W poniedziałek NBP opublikował dane o rachunku bieżącym w grudniu 2021 r. Wynika z nich, że saldo rachunku bieżącego w tamtym miesiącu było ujemne i wyniosło 18,3 mld zł. W analogicznym miesiącu 2020 r. saldo rachunku bieżącego było dodatnie i wyniosło 3,4 mld zł.

W komentarzu do danych ekonomiści PKO BP podkreślili, że bilans płatniczy za grudzień zaskoczył negatywnie. "Deficyt obrotów bieżących wzrósł do 3,96 mld EUR (z -0,24 mld EUR w listopadzie), osiągając najwyższy poziom przynajmniej od 1999. Wynika to z gwałtownego pogorszenia salda obrotów handlowych ogółem (towary i usługi) do -1,04 mld EUR z +1,83 mld EUR w listopadzie (pierwszy deficyt tego salda od grudnia 2014). W ujęciu 12 miesięcy deficyt CA w relacji do PKB pogłębił się do -0,9 proc. z -0,1 proc. po listopadzie" - wskazali analitycy.

Zwrócili uwagę, że pozytywny efekt kalendarzowy mocno podbił dynamikę obrotów towarowych, dużą rolę odegrały także szybko rosnące ceny transakcyjne. "Eksport wzrósł o 19,4 proc. rdr vs 16,3 proc. rdr miesiąc wcześniej). Zgodnie z komentarzem NBP najbardziej rosła sprzedaż energii elektrycznej i koksu, a także komputerów, ciągników drogowych i autobusów. Negatywnie wyróżniał się przemysł motoryzacyjny (spadki odnotowano w eksporcie samochodów osobowych oraz części, w tym akumulatorów elektrycznych, które do niedawna przeżywały boom, a teraz są obarczone problemami podażowymi, które rozlały się po całej branży)" - napisali.
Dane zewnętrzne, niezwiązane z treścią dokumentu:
use anyhow::{Context, Result};
use envswitch::config::{self, Config};
use envswitch::router::{Intent, Reply, Router};
use envswitch::swap::SwapOutcome;
use std::sync::Arc;
use tokio::io::{AsyncBufReadExt, BufReader};
use tracing::info;
use tracing_subscriber::EnvFilter;

const USAGE: &str = "commands: projects | project:<id> | env:<id>:<file> | \
start:<id> | stop:<id> | restart:<id> | print:<id> | status:<id> | quit";

fn init_logging(debug: bool) -> Result<()> {
    if debug {
        tracing_subscriber::fmt()
            .with_env_filter(
                EnvFilter::try_from_default_env().unwrap_or_else(|_| EnvFilter::new("info")),
            )
            .with_writer(std::io::stderr)
            .init();
    } else {
        let path = config::log_file_path();
        if let Some(parent) = path.parent() {
            std::fs::create_dir_all(parent)
                .with_context(|| format!("creating log dir for {}", path.display()))?;
        }
        let file = std::fs::OpenOptions::new()
            .create(true)
            .append(true)
            .open(&path)
            .with_context(|| format!("opening log file {}", path.display()))?;
        tracing_subscriber::fmt()
            .with_env_filter(EnvFilter::new("error"))
            .with_writer(Arc::new(file))
            .with_ansi(false)
            .init();
    }
    Ok(())
}

#[tokio::main]
async fn main() -> Result<()> {
    dotenvy::dotenv().ok();
    let cfg = Config::from_env()?;
    init_logging(cfg.debug)?;
    info!(
        project_root = %cfg.project_root.display(),
        env_root = %cfg.env_root.display(),
        docker_bin = %cfg.docker_bin,
        "envswitch starting"
    );

    let router = Router::new(&cfg);

    // One intent per line on stdin; structured replies rendered to stdout.
    // Any interactive front end (chat bot, ssh session, test harness) can
    // sit on the other side of this pipe.
    let mut lines = BufReader::new(tokio::io::stdin()).lines();
    while let Some(line) = lines.next_line().await? {
        let line = line.trim();
        if line.is_empty() {
            continue;
        }
        if line == "quit" || line == "exit" {
            break;
        }
        match Intent::parse(line) {
            Some(intent) => println!("{}", render(&router.dispatch(intent).await)),
            None => println!("{USAGE}"),
        }
    }
    Ok(())
}

fn render(reply: &Reply) -> String {
    match reply {
        Reply::Projects(ids) => {
            if ids.is_empty() {
                "No projects dir found.".to_string()
            } else {
                ids.join("\n")
            }
        }
        Reply::Candidates { project, names } => {
            if names.is_empty() {
                format!("No env files found for {project}.")
            } else {
                names.join("\n")
            }
        }
        Reply::EnvText { project, text } => {
            format!("Actual env file for {project}:\n\n{text}")
        }
        Reply::Status { project, services } => {
            if services.is_empty() {
                format!("No running services for {project}.")
            } else {
                services
                    .iter()
                    .map(|s| format!("{}\t{}\t{}", s.name, s.state, s.status))
                    .collect::<Vec<_>>()
                    .join("\n")
            }
        }
        Reply::Verdict { action, result } => {
            if result.success {
                let state = match *action {
                    "start" => "up",
                    "stop" => "down",
                    _ => "restarted",
                };
                format!("Operation successful. Docker container is {state}.")
            } else {
                format!("Failed to {action} Docker container.\n{}", result.output)
            }
        }
        Reply::SwapReport { outcome, .. } => match outcome {
            SwapOutcome::Completed { .. } => {
                "Operation successful. Docker container is up.".to_string()
            }
            SwapOutcome::StopFailed(res) => {
                format!("Failed to stop Docker container.\n{}", res.output)
            }
            SwapOutcome::StartFailed { start, .. } => {
                format!("Failed to start Docker container.\n{}", start.output)
            }
        },
        Reply::Failure(message) => format!("Operation failed: {message}"),
    }
}
use crate::error::{Error, Result};
use crate::registry::{EnvCandidate, Project};
use crate::stack::{StackController, StackOpResult};
use std::collections::HashMap;
use std::fs;
use std::sync::{Arc, Mutex};
use tracing::{info, warn};

/// Result of a full swap sequence. `StartFailed` is deliberately distinct
/// from `StopFailed`: after `StartFailed` the new env file is in place and
/// the stack is down, while `StopFailed` leaves everything exactly as it
/// was found.
#[derive(Debug)]
pub enum SwapOutcome {
    Completed {
        stop: StackOpResult,
        start: StackOpResult,
    },
    StopFailed(StackOpResult),
    StartFailed {
        stop: StackOpResult,
        start: StackOpResult,
    },
}

/// Sequences stop → replace `.env` → start for one project at a time.
///
/// Operations on the same project serialize on a per-project lock held for
/// the whole sequence, so two racing swap requests can never interleave
/// their stop/replace/start steps. Different projects proceed
/// independently.
pub struct Orchestrator {
    stack: StackController,
    locks: Mutex<HashMap<String, Arc<tokio::sync::Mutex<()>>>>,
}

impl Orchestrator {
    pub fn new(stack: StackController) -> Self {
        Orchestrator {
            stack,
            locks: Mutex::new(HashMap::new()),
        }
    }

    fn project_lock(&self, id: &str) -> Arc<tokio::sync::Mutex<()>> {
        let mut map = self.locks.lock().expect("project lock map poisoned");
        map.entry(id.to_string())
            .or_insert_with(|| Arc::new(tokio::sync::Mutex::new(())))
            .clone()
    }

    /// Swap the project's active env file for `candidate` and cycle the
    /// stack.
    ///
    /// The file is only touched after a clean stop; a failed stop returns
    /// `StopFailed` with nothing changed. Filesystem failures during the
    /// replace abort the sequence with `Error::FilesystemOp` before start
    /// is attempted. A failed start returns `StartFailed`: the new env
    /// file is in place but the stack is down.
    pub async fn swap(&self, project: &Project, candidate: &EnvCandidate) -> Result<SwapOutcome> {
        let lock = self.project_lock(&project.id);
        let _guard = lock.lock().await;

        // Pre-flight before anything is stopped: a stale candidate name
        // must not take a healthy stack down.
        fs::metadata(&candidate.path).map_err(|e| Error::FilesystemOp {
            action: "read candidate",
            path: candidate.path.clone(),
            source: e,
        })?;

        info!(project = %project.id, candidate = %candidate.name, "stopping stack for env swap");
        let stop = self.stack.down(project).await;
        if !stop.success {
            warn!(project = %project.id, "stop failed; env file left untouched");
            return Ok(SwapOutcome::StopFailed(stop));
        }

        self.replace_env_file(project, candidate)?;

        let start = self.stack.up(project).await;
        if !start.success {
            warn!(project = %project.id, candidate = %candidate.name,
                "start failed; stack is down with the new env file in place");
            return Ok(SwapOutcome::StartFailed { stop, start });
        }

        info!(project = %project.id, candidate = %candidate.name, "env swap completed");
        Ok(SwapOutcome::Completed { stop, start })
    }

    fn replace_env_file(&self, project: &Project, candidate: &EnvCandidate) -> Result<()> {
        let target = project.env_file();
        if target.exists() {
            fs::remove_file(&target).map_err(|e| Error::FilesystemOp {
                action: "remove",
                path: target.clone(),
                source: e,
            })?;
        }
        fs::copy(&candidate.path, &target).map_err(|e| Error::FilesystemOp {
            action: "copy",
            path: target.clone(),
            source: e,
        })?;
        info!(project = %project.id, candidate = %candidate.name, "active env file replaced");
        Ok(())
    }

    /// Bare `up -d`, no file operations. Takes the same per-project lock
    /// so it cannot interleave with a swap in flight.
    pub async fn start(&self, project: &Project) -> StackOpResult {
        let lock = self.project_lock(&project.id);
        let _guard = lock.lock().await;
        self.stack.up(project).await
    }

    /// Bare `down`.
    pub async fn stop(&self, project: &Project) -> StackOpResult {
        let lock = self.project_lock(&project.id);
        let _guard = lock.lock().await;
        self.stack.down(project).await
    }

    /// Bare `restart`.
    pub async fn restart(&self, project: &Project) -> StackOpResult {
        let lock = self.project_lock(&project.id);
        let _guard = lock.lock().await;
        self.stack.restart(project).await
    }
}

#[cfg(test)]
#[cfg(unix)]
mod tests {
    use super::*;
    use std::path::{Path, PathBuf};
    use tempfile::TempDir;

    fn stub_docker(dir: &Path, body: &str) -> PathBuf {
        use std::os::unix::fs::PermissionsExt;
        let path = dir.join("docker");
        std::fs::write(&path, format!("#!/bin/sh\n{body}\n")).unwrap();
        let mut perms = std::fs::metadata(&path).unwrap().permissions();
        perms.set_mode(0o755);
        std::fs::set_permissions(&path, perms).unwrap();
        path
    }

    struct Fixture {
        _tmp: TempDir,
        project: Project,
        prod: EnvCandidate,
        staging: EnvCandidate,
        marker: PathBuf,
        root: PathBuf,
    }

    /// Project `api` with candidates prod.env / staging.env; active file
    /// starts equal to prod.env. The stub docker appends each invocation
    /// to a marker file.
    fn fixture(stub_body: &str) -> (Fixture, Orchestrator) {
        let tmp = TempDir::new().unwrap();
        let root = tmp.path().to_path_buf();

        let project = Project {
            id: "api".into(),
            dir: root.join("projects").join("api"),
        };
        std::fs::create_dir_all(&project.dir).unwrap();
        std::fs::write(project.compose_file(), "services: {}\n").unwrap();

        let env_dir = root.join("envs").join("api");
        std::fs::create_dir_all(&env_dir).unwrap();
        std::fs::write(env_dir.join("prod.env"), "MODE=prod\n").unwrap();
        std::fs::write(env_dir.join("staging.env"), "MODE=staging\n").unwrap();
        std::fs::write(project.env_file(), "MODE=prod\n").unwrap();

        let marker = root.join("calls.log");
        let body = format!("echo \"$@\" >> {}\n{stub_body}", marker.display());
        let stub = stub_docker(&root, &body);

        let orch = Orchestrator::new(StackController::new(stub.to_string_lossy().into_owned()));
        let prod = EnvCandidate {
            name: "prod.env".into(),
            path: env_dir.join("prod.env"),
        };
        let staging = EnvCandidate {
            name: "staging.env".into(),
            path: env_dir.join("staging.env"),
        };
        (
            Fixture {
                _tmp: tmp,
                project,
                prod,
                staging,
                marker,
                root,
            },
            orch,
        )
    }

    fn active_env(f: &Fixture) -> String {
        std::fs::read_to_string(f.project.env_file()).unwrap()
    }

    #[tokio::test]
    async fn swap_happy_path_completes_and_replaces_file() {
        let (f, orch) = fixture("exit 0");
        let outcome = orch.swap(&f.project, &f.staging).await.unwrap();
        assert!(matches!(outcome, SwapOutcome::Completed { .. }));
        assert_eq!(active_env(&f), "MODE=staging\n");
    }

    #[tokio::test]
    async fn swap_is_idempotent_in_effect() {
        let (f, orch) = fixture("exit 0");
        orch.swap(&f.project, &f.staging).await.unwrap();
        orch.swap(&f.project, &f.staging).await.unwrap();
        assert_eq!(active_env(&f), "MODE=staging\n");
    }

    #[tokio::test]
    async fn stop_failure_leaves_env_file_byte_identical() {
        let (f, orch) = fixture(
            "for a in \"$@\"; do [ \"$a\" = down ] && { echo 'down failed' >&2; exit 1; }; done\nexit 0",
        );
        let outcome = orch.swap(&f.project, &f.staging).await.unwrap();
        match outcome {
            SwapOutcome::StopFailed(res) => assert_eq!(res.output, "down failed"),
            other => panic!("expected StopFailed, got {other:?}"),
        }
        assert_eq!(active_env(&f), "MODE=prod\n");
    }

    #[tokio::test]
    async fn start_failure_reports_start_failed_with_new_file_in_place() {
        let (f, orch) = fixture(
            "for a in \"$@\"; do [ \"$a\" = up ] && { echo 'up failed' >&2; exit 1; }; done\nexit 0",
        );
        let outcome = orch.swap(&f.project, &f.staging).await.unwrap();
        match outcome {
            SwapOutcome::StartFailed { stop, start } => {
                assert!(stop.success);
                assert_eq!(start.output, "up failed");
            }
            other => panic!("expected StartFailed, got {other:?}"),
        }
        // Distinct from StopFailed: the candidate content is already active.
        assert_eq!(active_env(&f), "MODE=staging\n");
    }

    #[tokio::test]
    async fn missing_candidate_aborts_before_any_compose_call() {
        let (f, orch) = fixture("exit 0");
        let ghost = EnvCandidate {
            name: "ghost.env".into(),
            path: f.root.join("envs").join("api").join("ghost.env"),
        };
        let err = orch.swap(&f.project, &ghost).await.unwrap_err();
        assert!(matches!(err, Error::FilesystemOp { .. }));
        assert!(!f.marker.exists(), "stack must not be touched");
        assert_eq!(active_env(&f), "MODE=prod\n");
    }

    #[tokio::test]
    async fn swap_creates_env_file_when_none_active() {
        let (f, orch) = fixture("exit 0");
        std::fs::remove_file(f.project.env_file()).unwrap();
        let outcome = orch.swap(&f.project, &f.prod).await.unwrap();
        assert!(matches!(outcome, SwapOutcome::Completed { .. }));
        assert_eq!(active_env(&f), "MODE=prod\n");
    }

    #[tokio::test]
    async fn bare_lifecycle_ops_pass_results_through() {
        let (f, orch) = fixture("exit 0");
        assert!(orch.start(&f.project).await.success);
        assert!(orch.stop(&f.project).await.success);
        assert!(orch.restart(&f.project).await.success);

        let calls = std::fs::read_to_string(&f.marker).unwrap();
        let verbs: Vec<&str> = calls
            .lines()
            .map(|l| l.split("--project-directory").nth(1).unwrap().trim())
            .collect();
        // start and restart each trigger a best-effort logs capture
        assert_eq!(verbs.len(), 5);
        assert!(verbs[0].ends_with("up -d"));
        assert!(verbs[1].ends_with("logs"));
        assert!(verbs[2].ends_with("down"));
        assert!(verbs[3].ends_with("restart"));
        assert!(verbs[4].ends_with("logs"));
    }

    #[tokio::test]
    async fn concurrent_swaps_on_same_project_serialize() {
        let (f, orch) = fixture("exit 0");
        let orch = Arc::new(orch);
        let project = f.project.clone();
        let staging = f.staging.clone();
        let prod = f.prod.clone();

        let a = {
            let orch = orch.clone();
            let project = project.clone();
            tokio::spawn(async move { orch.swap(&project, &staging).await })
        };
        let b = {
            let orch = orch.clone();
            tokio::spawn(async move { orch.swap(&project, &prod).await })
        };
        a.await.unwrap().unwrap();
        b.await.unwrap().unwrap();

        // Whatever order the tasks ran in, the active file is exactly one
        // candidate's bytes — never an interleaving.
        let active = active_env(&f);
        assert!(active == "MODE=staging\n" || active == "MODE=prod\n");

        // Each swap is down / up / logs; with serialization the two
        // sequences never interleave, so `down` can only appear first or
        // fourth in the call log.
        let calls = std::fs::read_to_string(&f.marker).unwrap();
        let verbs: Vec<String> = calls
            .lines()
            .map(|l| {
                l.split("--project-directory")
                    .nth(1)
                    .unwrap()
                    .split_whitespace()
                    .skip(1)
                    .collect::<Vec<_>>()
                    .join(" ")
            })
            .collect();
        assert_eq!(verbs.len(), 6);
        assert_eq!(verbs[0], "down");
        assert_eq!(verbs[3], "down");
    }
}
use std::num::NonZeroUsize;
use std::str::FromStr;

/// Filters and display switches applied after the graph is built.
#[derive(Debug, Clone, Default, PartialEq, Eq)]
pub struct SelectionOptions {
    /// Functions removed from the graph together with their edges.
    pub omit: Vec<String>,
    /// Keep only what these functions reach.
    pub callees: Vec<String>,
    /// Keep only what reaches these functions.
    pub callers: Vec<String>,
    /// Show functions that are called but not defined in any dump.
    pub include_external: bool,
    /// Group defined functions into one subgraph per source file.
    pub cluster_by_file: bool,
    /// Collapse callees with at least this many direct callers into a counter node.
    pub summarize_callers: Option<NonZeroUsize>,
}

#[derive(Debug, Clone, Copy, Default, PartialEq, Eq)]
pub enum OutputFormat {
    #[default]
    Dot,
    Json,
}

impl FromStr for OutputFormat {
    type Err = String;

    fn from_str(s: &str) -> Result<Self, Self::Err> {
        match s.to_ascii_lowercase().as_str() {
            "dot" => Ok(OutputFormat::Dot),
            "json" => Ok(OutputFormat::Json),
            other => Err(format!("unknown output format `{}` (expected dot or json)", other)),
        }
    }
}

/// Split a function-list argument on commas.
///
/// An entry containing `(` is a demangled signature whose argument list may itself contain
/// commas, so it is taken whole.
pub fn split_name_list(entry: &str) -> Vec<String> {
    if entry.contains('(') {
        let name = entry.trim();
        return if name.is_empty() { vec![] } else { vec![name.to_string()] };
    }
    entry
        .split(',')
        .map(str::trim)
        .filter(|name| !name.is_empty())
        .map(str::to_string)
        .collect()
}

/// Flatten repeated list arguments.
pub fn collect_name_lists<S: AsRef<str>>(entries: &[S]) -> Vec<String> {
    entries
        .iter()
        .flat_map(|entry| split_name_list(entry.as_ref()))
        .collect()
}
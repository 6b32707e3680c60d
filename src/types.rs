use std::collections::BTreeMap;
use std::fmt;

use serde::Serialize;

// Reference kinds, ordered so that merging two kinds with `max` keeps the stronger one
#[derive(Debug, Clone, Copy, PartialEq, Eq, PartialOrd, Ord, Hash, Serialize)]
#[serde(rename_all = "lowercase")]
pub enum RefKind {
    Reference, // Address taken (symbol_ref)
    Call,      // Direct call
}

impl RefKind {
    pub fn merge(self, other: RefKind) -> RefKind {
        self.max(other)
    }

    pub fn as_str(self) -> &'static str {
        match self {
            RefKind::Reference => "reference",
            RefKind::Call => "call",
        }
    }
}

impl fmt::Display for RefKind {
    fn fmt(&self, f: &mut fmt::Formatter<'_>) -> fmt::Result {
        f.write_str(self.as_str())
    }
}

// What a node stands for in the graph
#[derive(Debug, Clone, PartialEq, Eq)]
pub enum NodeKind {
    Defined { source_file: String }, // Function body seen in one of the dumps
    External,                        // Only referenced, never defined
    Summary { callers: usize },      // Synthetic fan-in counter
}

#[derive(Debug, Clone, PartialEq, Eq)]
pub struct FunctionNode {
    pub kind: NodeKind,
    pub display_label: Option<String>,
    pub outgoing: BTreeMap<String, RefKind>,
}

impl FunctionNode {
    pub fn defined(source_file: impl Into<String>) -> Self {
        Self::with_kind(NodeKind::Defined {
            source_file: source_file.into(),
        })
    }

    pub fn external() -> Self {
        Self::with_kind(NodeKind::External)
    }

    pub fn summary(callee: &str, callers: usize) -> Self {
        let mut node = Self::with_kind(NodeKind::Summary { callers });
        node.outgoing.insert(callee.to_string(), RefKind::Call);
        node
    }

    fn with_kind(kind: NodeKind) -> Self {
        Self {
            kind,
            display_label: None,
            outgoing: BTreeMap::new(),
        }
    }

    pub fn is_defined(&self) -> bool {
        matches!(self.kind, NodeKind::Defined { .. })
    }

    pub fn is_summary(&self) -> bool {
        matches!(self.kind, NodeKind::Summary { .. })
    }

    pub fn source_file(&self) -> Option<&str> {
        match &self.kind {
            NodeKind::Defined { source_file } => Some(source_file),
            _ => None,
        }
    }

    /// Text shown for the node: the summary count, the demangled label, or the key itself.
    pub fn label<'a>(&'a self, name: &'a str) -> std::borrow::Cow<'a, str> {
        match (&self.kind, &self.display_label) {
            (NodeKind::Summary { callers }, _) => format!("{} callers", callers).into(),
            (_, Some(label)) => label.as_str().into(),
            (_, None) => name.into(),
        }
    }
}

#[cfg(test)]
mod tests {
    use super::*;

    #[test]
    fn call_outranks_reference() {
        assert_eq!(RefKind::Reference.merge(RefKind::Call), RefKind::Call);
        assert_eq!(RefKind::Call.merge(RefKind::Reference), RefKind::Call);
        assert_eq!(RefKind::Reference.merge(RefKind::Reference), RefKind::Reference);
    }

    #[test]
    fn labels() {
        let mut node = FunctionNode::defined("foo.c");
        assert_eq!(node.label("_Z3foov"), "_Z3foov");
        node.display_label = Some("foo()".to_string());
        assert_eq!(node.label("_Z3foov"), "foo()");
        assert_eq!(FunctionNode::summary("log", 3).label("summary#1"), "3 callers");
    }

    #[test]
    fn source_file_only_on_defined() {
        assert_eq!(FunctionNode::defined("a.c").source_file(), Some("a.c"));
        assert_eq!(FunctionNode::external().source_file(), None);
        assert!(!FunctionNode::summary("x", 2).is_defined());
    }
}
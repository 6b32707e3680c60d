use tracing_subscriber::EnvFilter;

/// Environment variable holding a tracing filter directive, e.g. `rtl_callgraph=debug`.
pub const LOG_ENV: &str = "RTL_CALLGRAPH_LOG";

/// Install a stderr subscriber; stdout is reserved for the graph document.
pub fn init_tracing(verbose: bool) {
    let default = if verbose { "debug" } else { "warn" };
    let filter = EnvFilter::try_from_env(LOG_ENV).unwrap_or_else(|_| EnvFilter::new(default));

    let _ = tracing_subscriber::fmt()
        .with_env_filter(filter)
        .with_target(false)
        .with_writer(std::io::stderr)
        .try_init();
}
Jak zaznaczyli, wzrost importu przyspieszył do 35,9 proc. rdr z 29,5 proc. w listopadzie. "Złożył się na to w szczególności trzykrotny wzrost wartości przywozu paliw (6-krotnie wyższe ceny importowanego gazu i 2-krotnie wyższe ceny ropy). Duży wzrost importu odnotowano także w przypadku samochodów osobowych, leków oraz części odbiorników telewizyjnych" - stwierdzili analitycy PKO BP.

Reklama

W ich ocenie, deficyt w obrotach towarowych będzie się utrzymywał do około połowy roku, po czym stabilizacja sytuacji na rynku energii oraz w globalnych łańcuchach dostaw odwróci trend pogorszenia salda handlowego. "Naszym zdaniem pozytywnie na dynamikę eksportu w 2. połowie 2022 będzie wpływała poprawa koniunktury w Niemczech, na którą wskazują sygnały płynące ze niemieckich wskaźników nastrojów i zmiana impulsu kredytowego w Chinach" - przewidują ekonomiści.

Podkreślili, że problemy podażowe odciskają swoje piętno na usługach (rosnący koszt usług transportowych), gdzie odnotowano najniższą nadwyżkę od 2017 (tempo wzrostu importu usług przyspieszyło do 33,4 proc. rdr z 19,4 proc. w listopadzie). Wskazali, że w grudniu odnotowano także duży wzrost wpłat do UE (wskutek wprowadzenia podatku od plastiku) - uwzględniając tradycyjnie mocno dodatnie saldo w części kapitałowej (polityka spójności), nadwyżka transferów z UE była jedną z najwyższych w 2021. Ponadto - zauważyli - do 2,7 proc. PKB wzrosły bezpośrednie inwestycje zagraniczne netto.

PKO BP podsumowało, że obraz relacji zagranicznych polskiej gospodarki, pomimo wzrostu deficytu obrotów bieżących, jest wciąż pozytywny i powinien sprzyjać umacnianiu się złotego po przeminięciu zaburzeń związanych z pierwszymi podwyżkami stóp w USA i konfliktem na linii Kijów-Moskwa. Zdaniem banku, saldo rachunku bieżącego będzie ponownie dodatnie od przełomu 2022/2023.